**Exercise objective:** Nothing but the line holding "pub struct AnalysisResult" and the lines after it, through the end of the records, should be set down, each exactly as it is.

---- Exercise data

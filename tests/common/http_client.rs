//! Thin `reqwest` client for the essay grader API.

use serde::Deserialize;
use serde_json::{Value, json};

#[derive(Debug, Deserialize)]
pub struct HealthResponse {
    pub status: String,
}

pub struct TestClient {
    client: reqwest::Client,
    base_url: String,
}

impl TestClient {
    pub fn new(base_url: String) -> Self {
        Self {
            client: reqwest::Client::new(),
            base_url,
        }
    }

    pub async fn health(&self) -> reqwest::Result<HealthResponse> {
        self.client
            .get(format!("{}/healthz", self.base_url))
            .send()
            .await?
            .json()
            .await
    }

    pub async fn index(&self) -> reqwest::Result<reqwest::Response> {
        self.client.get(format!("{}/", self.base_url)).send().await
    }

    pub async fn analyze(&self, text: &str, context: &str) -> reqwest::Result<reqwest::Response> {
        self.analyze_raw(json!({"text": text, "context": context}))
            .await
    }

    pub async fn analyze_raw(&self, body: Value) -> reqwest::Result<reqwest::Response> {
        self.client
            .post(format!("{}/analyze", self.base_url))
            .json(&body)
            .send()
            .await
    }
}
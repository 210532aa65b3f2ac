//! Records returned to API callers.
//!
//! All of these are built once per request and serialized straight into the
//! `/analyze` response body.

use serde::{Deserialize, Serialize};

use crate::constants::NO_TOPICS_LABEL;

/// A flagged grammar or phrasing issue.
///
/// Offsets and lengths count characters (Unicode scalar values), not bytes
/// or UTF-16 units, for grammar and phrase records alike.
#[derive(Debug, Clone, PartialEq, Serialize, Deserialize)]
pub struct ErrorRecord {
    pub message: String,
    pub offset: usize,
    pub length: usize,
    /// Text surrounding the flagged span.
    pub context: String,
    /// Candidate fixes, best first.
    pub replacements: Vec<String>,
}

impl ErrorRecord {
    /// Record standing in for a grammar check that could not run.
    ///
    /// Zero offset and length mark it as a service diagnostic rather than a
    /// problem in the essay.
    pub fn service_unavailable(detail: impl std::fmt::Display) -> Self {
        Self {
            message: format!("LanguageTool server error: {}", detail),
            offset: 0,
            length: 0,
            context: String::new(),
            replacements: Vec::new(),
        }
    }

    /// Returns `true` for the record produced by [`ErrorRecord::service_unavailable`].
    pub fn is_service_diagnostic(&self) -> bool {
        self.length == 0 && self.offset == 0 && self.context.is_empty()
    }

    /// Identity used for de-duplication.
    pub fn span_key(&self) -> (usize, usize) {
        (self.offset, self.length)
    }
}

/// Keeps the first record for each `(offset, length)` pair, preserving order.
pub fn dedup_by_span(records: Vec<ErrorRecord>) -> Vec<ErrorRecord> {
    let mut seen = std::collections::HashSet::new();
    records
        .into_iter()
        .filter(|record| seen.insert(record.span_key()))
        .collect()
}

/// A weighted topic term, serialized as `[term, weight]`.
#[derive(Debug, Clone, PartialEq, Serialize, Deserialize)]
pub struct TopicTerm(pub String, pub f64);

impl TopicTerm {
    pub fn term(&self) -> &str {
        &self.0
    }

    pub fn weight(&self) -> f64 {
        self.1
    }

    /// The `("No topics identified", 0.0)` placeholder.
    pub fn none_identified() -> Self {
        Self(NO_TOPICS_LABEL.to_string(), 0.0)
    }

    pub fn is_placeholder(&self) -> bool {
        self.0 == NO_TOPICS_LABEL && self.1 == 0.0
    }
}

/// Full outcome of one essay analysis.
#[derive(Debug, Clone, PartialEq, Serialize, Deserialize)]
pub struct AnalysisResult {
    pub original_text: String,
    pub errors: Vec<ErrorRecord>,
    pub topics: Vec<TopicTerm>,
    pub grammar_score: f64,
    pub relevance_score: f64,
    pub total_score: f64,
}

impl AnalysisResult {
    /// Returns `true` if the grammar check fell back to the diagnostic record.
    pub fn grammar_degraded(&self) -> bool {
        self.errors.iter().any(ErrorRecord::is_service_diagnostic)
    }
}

--------

**Solution below:**
pub struct AnalysisResult {
    pub original_text: String,
    pub errors: Vec<ErrorRecord>,
    pub topics: Vec<TopicTerm>,
    pub grammar_score: f64,
    pub relevance_score: f64,
    pub total_score: f64,
}

impl AnalysisResult {
    /// Returns `true` if the grammar check fell back to the diagnostic record.
    pub fn grammar_degraded(&self) -> bool {
        self.errors.iter().any(ErrorRecord::is_service_diagnostic)
    }
}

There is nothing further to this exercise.